ASSIGNMENT —
Among the lines below, return each one that contains the word "struct".

(GIVEN INFORMATION begins)

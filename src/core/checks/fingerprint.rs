// src/core/checks/fingerprint.rs

use async_trait::async_trait;
use once_cell::sync::Lazy;
use regex::Regex;
use scraper::{Html, Selector};
use std::collections::BTreeMap;
use std::time::Duration;
use tracing::{debug, info, warn};

use crate::config::ScannerConfig;
use crate::core::checks::{probe_client, Checker};
use crate::core::models::{Finding, Severity, Target};

const CATEGORY: &str = "A05:2021 - Security Misconfiguration";

/// The places a signature can be looked for.
enum Check<'a> {
    /// Pattern in a specific HTTP header.
    Header(&'a str, &'a Lazy<Regex>),
    /// Pattern in a meta tag's content attribute.
    MetaTag(&'a str, &'a Lazy<Regex>),
    /// Pattern anywhere in the HTML body.
    Body(&'a Lazy<Regex>),
    /// Pattern in a `<script src>` attribute.
    ScriptSrc(&'a Lazy<Regex>),
    /// Pattern in the Set-Cookie headers.
    Cookie(&'a Lazy<Regex>),
}

struct FingerprintRule<'a> {
    tech_name: &'a str,
    category: &'a str,
    check: Check<'a>,
}

static RE_WORDPRESS: Lazy<Regex> = Lazy::new(|| Regex::new(r"WordPress ([\d\.]+)").unwrap());
static RE_WP_EMBED: Lazy<Regex> = Lazy::new(|| Regex::new(r"/wp-content/|/wp-includes/").unwrap());
static RE_JOOMLA: Lazy<Regex> = Lazy::new(|| Regex::new(r"(?i)joomla").unwrap());
static RE_DRUPAL: Lazy<Regex> =
    Lazy::new(|| Regex::new(r"(?i)drupal|sites/default/files").unwrap());
static RE_DJANGO_CSRF: Lazy<Regex> = Lazy::new(|| Regex::new(r"csrftoken").unwrap());
static RE_LARAVEL: Lazy<Regex> = Lazy::new(|| Regex::new(r"laravel_session").unwrap());
static RE_ASPNET: Lazy<Regex> = Lazy::new(|| Regex::new(r"([\d\.]+)").unwrap());
static RE_PHP: Lazy<Regex> = Lazy::new(|| Regex::new(r"PHP/([\d\.]+)").unwrap());
static RE_JQUERY: Lazy<Regex> = Lazy::new(|| Regex::new(r"jquery[/-]([\d\.]+)").unwrap());
static RE_JQUERY_BODY: Lazy<Regex> = Lazy::new(|| Regex::new(r"(?i)jquery").unwrap());
static RE_REACT: Lazy<Regex> =
    Lazy::new(|| Regex::new(r"react-dom|data-reactroot|react\.development").unwrap());
static RE_ANGULAR: Lazy<Regex> = Lazy::new(|| Regex::new(r"(?i)ng-version|angular").unwrap());
static RE_VUE: Lazy<Regex> = Lazy::new(|| Regex::new(r"data-v-app|__VUE_").unwrap());
static RE_CLOUDFLARE: Lazy<Regex> = Lazy::new(|| Regex::new(r"(?i)cloudflare").unwrap());
static RE_AKAMAI: Lazy<Regex> = Lazy::new(|| Regex::new(r"(?i)akamai").unwrap());

/// Signature table for CMSes, frameworks, client libraries, and CDNs.
static RULES: &[FingerprintRule] = &[
    FingerprintRule { tech_name: "WordPress", category: "CMS", check: Check::MetaTag("generator", &RE_WORDPRESS) },
    FingerprintRule { tech_name: "WordPress", category: "CMS", check: Check::Body(&RE_WP_EMBED) },
    FingerprintRule { tech_name: "Joomla", category: "CMS", check: Check::Body(&RE_JOOMLA) },
    FingerprintRule { tech_name: "Drupal", category: "CMS", check: Check::Body(&RE_DRUPAL) },
    FingerprintRule { tech_name: "Django", category: "Framework", check: Check::Cookie(&RE_DJANGO_CSRF) },
    FingerprintRule { tech_name: "Laravel", category: "Framework", check: Check::Cookie(&RE_LARAVEL) },
    FingerprintRule { tech_name: "ASP.NET", category: "Framework", check: Check::Header("x-aspnet-version", &RE_ASPNET) },
    FingerprintRule { tech_name: "PHP", category: "Language", check: Check::Header("x-powered-by", &RE_PHP) },
    FingerprintRule { tech_name: "jQuery", category: "Library", check: Check::ScriptSrc(&RE_JQUERY) },
    FingerprintRule { tech_name: "jQuery", category: "Library", check: Check::Body(&RE_JQUERY_BODY) },
    FingerprintRule { tech_name: "React", category: "Library", check: Check::Body(&RE_REACT) },
    FingerprintRule { tech_name: "Angular", category: "Library", check: Check::Body(&RE_ANGULAR) },
    FingerprintRule { tech_name: "Vue.js", category: "Library", check: Check::Body(&RE_VUE) },
    FingerprintRule { tech_name: "Cloudflare", category: "CDN", check: Check::Header("server", &RE_CLOUDFLARE) },
    FingerprintRule { tech_name: "Akamai", category: "CDN", check: Check::Header("server", &RE_AKAMAI) },
];

/// Identifies the technologies behind the target from one fetch and reports
/// everything detected as a single informational finding. Nothing detected
/// means no finding.
pub struct TechFingerprint {
    user_agent: String,
    timeout: Duration,
}

impl TechFingerprint {
    pub fn new(config: &ScannerConfig) -> Self {
        Self {
            user_agent: config.user_agent.clone(),
            timeout: config.request_timeout,
        }
    }

    async fn probe(&self, target: &Target) -> Result<Vec<Finding>, reqwest::Error> {
        let client = probe_client(&self.user_agent, self.timeout, true)?;
        let response = client.get(target.url().clone()).send().await?;

        let headers = response.headers().clone();
        let cookies = headers
            .get_all("set-cookie")
            .into_iter()
            .filter_map(|v| v.to_str().ok())
            .collect::<Vec<_>>()
            .join("; ");
        let body = response.text().await?;
        let document = Html::parse_document(&body);

        let mut detected: Vec<String> = Vec::new();
        if let Some(server) = headers.get("server").and_then(|v| v.to_str().ok()) {
            detected.push(format!("Server: {server}"));
        }
        if let Some(powered) = headers.get("x-powered-by").and_then(|v| v.to_str().ok()) {
            detected.push(format!("Powered by: {powered}"));
        }

        // tech name -> formatted entry; BTreeMap keeps the listing stable.
        let mut matched: BTreeMap<&str, String> = BTreeMap::new();
        debug!(rules = RULES.len(), "Applying fingerprint rules.");
        for rule in RULES {
            let version = match &rule.check {
                Check::Header(name, re) => {
                    capture_version(headers.get(*name).and_then(|v| v.to_str().ok()), re)
                }
                Check::MetaTag(name, re) => check_meta_tag(&document, name, re),
                Check::Body(re) => capture_version(Some(&body), re),
                Check::ScriptSrc(re) => check_script_src(&document, re),
                Check::Cookie(re) => capture_version(Some(&cookies), re),
            };

            if let Some(version) = version {
                let entry = match &version {
                    Some(v) => format!("{}: {} {}", rule.category, rule.tech_name, v),
                    None => format!("{}: {}", rule.category, rule.tech_name),
                };
                // Versioned rules precede bare ones for the same technology,
                // so keeping the first match keeps the version.
                matched.entry(rule.tech_name).or_insert(entry);
            }
        }
        detected.extend(matched.into_values());

        if detected.is_empty() {
            return Ok(Vec::new());
        }

        Ok(vec![Finding::new(
            "Technology Fingerprinting",
            Severity::Low,
            format!("Detected technologies:\n{}", detected.join("\n")),
            CATEGORY,
            "Server configuration",
            "Remove version information from headers. Minimize technology disclosure.",
        )])
    }
}

#[async_trait]
impl Checker for TechFingerprint {
    fn name(&self) -> &'static str {
        "fingerprint"
    }

    async fn check(&self, target: &Target) -> Vec<Finding> {
        info!(target = %target, "Starting technology fingerprint.");
        match self.probe(target).await {
            Ok(findings) => {
                info!(findings = findings.len(), "Fingerprint finished.");
                findings
            }
            Err(e) => {
                warn!(checker = self.name(), error = %e, "Probe failed, reporting no findings.");
                Vec::new()
            }
        }
    }
}

/// Applies a regex to optional text. `Some(Some(v))` when a version group was
/// captured, `Some(None)` on a bare match, `None` when the pattern missed.
fn capture_version(text: Option<&str>, re: &Regex) -> Option<Option<String>> {
    text.and_then(|text| {
        re.captures(text).map(|caps| {
            caps.get(1)
                .map(|m| m.as_str().to_string())
                .filter(|s| !s.is_empty())
        })
    })
}

fn check_meta_tag(doc: &Html, name: &str, re: &Regex) -> Option<Option<String>> {
    let selector_str = format!("meta[name='{name}']");
    if let Ok(selector) = Selector::parse(&selector_str) {
        let content = doc
            .select(&selector)
            .next()
            .and_then(|el| el.value().attr("content"));
        return capture_version(content, re);
    }
    None
}

fn check_script_src(doc: &Html, re: &Regex) -> Option<Option<String>> {
    if let Ok(selector) = Selector::parse("script[src]") {
        for el in doc.select(&selector) {
            if let Some(src) = el.value().attr("src") {
                if let Some(version) = capture_version(Some(src), re) {
                    return Some(version);
                }
            }
        }
    }
    None
}

#[cfg(test)]
mod tests {
    use super::*;

    #[tokio::test]
    async fn detected_stack_is_one_informational_finding() {
        let body = r#"<html><head>
            <meta name="generator" content="WordPress 6.4.2">
            <script src="/assets/jquery-3.6.0.min.js"></script>
            </head><body><a href="/wp-content/themes/x">theme</a></body></html>"#;

        let mut server = mockito::Server::new_async().await;
        let _mock = server
            .mock("GET", "/")
            .with_status(200)
            .with_header("server", "nginx/1.18.0")
            .with_header("content-type", "text/html")
            .with_body(body)
            .create_async()
            .await;

        let checker = TechFingerprint::new(&ScannerConfig::default());
        let target = Target::parse(&server.url()).unwrap();
        let findings = checker.check(&target).await;

        assert_eq!(findings.len(), 1);
        let finding = &findings[0];
        assert_eq!(finding.severity, Severity::Low);
        assert!(finding.description.contains("Server: nginx/1.18.0"));
        assert!(finding.description.contains("CMS: WordPress 6.4.2"));
        assert!(finding.description.contains("Library: jQuery 3.6.0"));
    }

    #[tokio::test]
    async fn nothing_detected_means_no_finding() {
        let mut server = mockito::Server::new_async().await;
        let _mock = server
            .mock("GET", "/")
            .with_status(200)
            .with_body("<html><body>plain</body></html>")
            .create_async()
            .await;

        let checker = TechFingerprint::new(&ScannerConfig::default());
        let target = Target::parse(&server.url()).unwrap();
        assert!(checker.check(&target).await.is_empty());
    }
}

(GIVEN INFORMATION ends)

ANSWER TO THE PROBLEM —
struct FingerprintRule<'a> {
pub struct TechFingerprint {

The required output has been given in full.